Signal Segmentation: The normalized ECG signals were divided into fixed-length windows of 5 s (640 samples at 128 Hz) with 50% overlap, yielding a step size of 2.5 s. This segmentation captures meaningful temporal patterns while increasing the amount of training data through overlapping samples.

Label Assignment to Segments: Each segment inherited the emotional labels (valence, arousal, dominance) of its parent trial. This ensured all windows within a trial were consistently aligned with the correct emotional state, enabling supervised learning on segment-level data.

Final Aggregation: After segmenting and labeling all trials across subjects, the data were compiled into two final NumPy arrays: X for the input features (ECG segments) and y for the corresponding emotional labels. These arrays formed the final dataset used for training and evaluating emotion recognition models.

3.3.3 Feature engineering

Feature engineering is the process of transforming raw data into informative, meaningful features that enhance the predictive performance of machine learning models. In this study, we applied a combination of statistical, time-frequency, and wavelet-based techniques to extract discriminative features from segmented ECG signals derived from the DREAMER dataset.

Statistical Feature Extraction: Each ECG segment was analyzed to extract a set of handcrafted statistical features. These included central tendency (mean, median), dispersion (standard deviation, interquartile range), shape (skewness, kurtosis), and range-based metrics (minimum, maximum). Additionally, we computed the segment’s root mean square (RMS) to capture signal energy and Shannon entropy from a normalized histogram to quantify the signal’s complexity or disorder. These features help describe the overall distribution and variability within the ECG waveform.

Wavelet Transform-Based Features: To capture both the frequency and time-localized characteristics of the ECG signals, we applied the Discrete Wavelet Transform (DWT) using the Daubechies 4 (db4) wavelet up to level 3. From each wavelet sub-band (approximation and detail coefficients), we extracted the mean, standard deviation, and RMS energy. These features are handy for identifying transient changes and non-stationary patterns in ECG signals, which are often associated with emotional states.

Short-Time Fourier Transform (STFT) Features: To further analyze frequency-domain characteristics over short time windows, we applied the Short-Time Fourier Transform (STFT) with a segment size of 64 samples. From the STFT magnitude spectrum, we computed the mean power across the first ten frequency bands. This set of features captures the temporal and spectral power distributions of ECG signals, enabling better modeling of dynamic emotional responses.

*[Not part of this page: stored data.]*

//! Bounded exponential backoff with jitter for transient chain failures.

use crate::onchain::ChainError;
use rand::Rng;
use std::future::Future;
use std::time::Duration;
use tracing::warn;

#[derive(Debug, Clone, Copy)]
pub struct BackoffPolicy {
    /// Retries after the first attempt.
    pub max_retries: u32,
    pub base: Duration,
    pub max: Duration,
}

impl BackoffPolicy {
    pub fn new(max_retries: u32, base_ms: u64, max_ms: u64) -> Self {
        Self {
            max_retries,
            base: Duration::from_millis(base_ms),
            max: Duration::from_millis(max_ms),
        }
    }

    /// Ceiling for retry `attempt` (0-based): `base * 2^attempt`, capped at `max`.
    pub fn ceiling(&self, attempt: u32) -> Duration {
        let factor = 1u32.checked_shl(attempt.min(16)).unwrap_or(u32::MAX);
        self.base.saturating_mul(factor).min(self.max)
    }

    /// Full-jitter delay in `[ceiling/2, ceiling]`.
    pub fn delay(&self, attempt: u32) -> Duration {
        let ceiling = self.ceiling(attempt).as_millis() as u64;
        if ceiling == 0 {
            return Duration::ZERO;
        }
        let half = ceiling / 2;
        let jittered = rand::thread_rng().gen_range(half..=ceiling);
        Duration::from_millis(jittered)
    }
}

/// Run `op` until it succeeds, fails with a non-transient error, or the
/// retry budget is spent. The last error is returned on exhaustion.
pub async fn retry_transient<T, F, Fut>(
    policy: &BackoffPolicy,
    what: &str,
    mut op: F,
) -> Result<T, ChainError>
where
    F: FnMut() -> Fut,
    Fut: Future<Output = Result<T, ChainError>>,
{
    let mut attempt = 0u32;
    loop {
        match op().await {
            Ok(value) => return Ok(value),
            Err(e) if e.is_transient() && attempt < policy.max_retries => {
                let delay = policy.delay(attempt);
                warn!(
                    op = what,
                    attempt = attempt + 1,
                    max = policy.max_retries,
                    delay_ms = delay.as_millis() as u64,
                    error = %e,
                    "transient failure, backing off"
                );
                tokio::time::sleep(delay).await;
                attempt += 1;
            }
            Err(e) => return Err(e),
        }
    }
}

Feature Vector Construction: All extracted features from the three domains, statistical, wavelet, and STFT, were concatenated to form a unified feature vector for each ECG segment. The resulting feature matrix, X_features, has a shape of (7291, 33), indicating that a total of 7,291 ECG segments were generated across all subjects and trials, with each segment represented by 33 extracted features. These features include 11 statistical features, 12 wavelet-based features, and 10 STFT-derived frequency domain features. The corresponding label matrix, y, has a shape of (7291, 3, 18, 1), where 3 denotes the emotional dimensions (arousal, valence, dominance), and the additional dimensions pertain to subject-wise and trial-wise structural organization. This transformed dataset serves as the input to the subsequent classification models.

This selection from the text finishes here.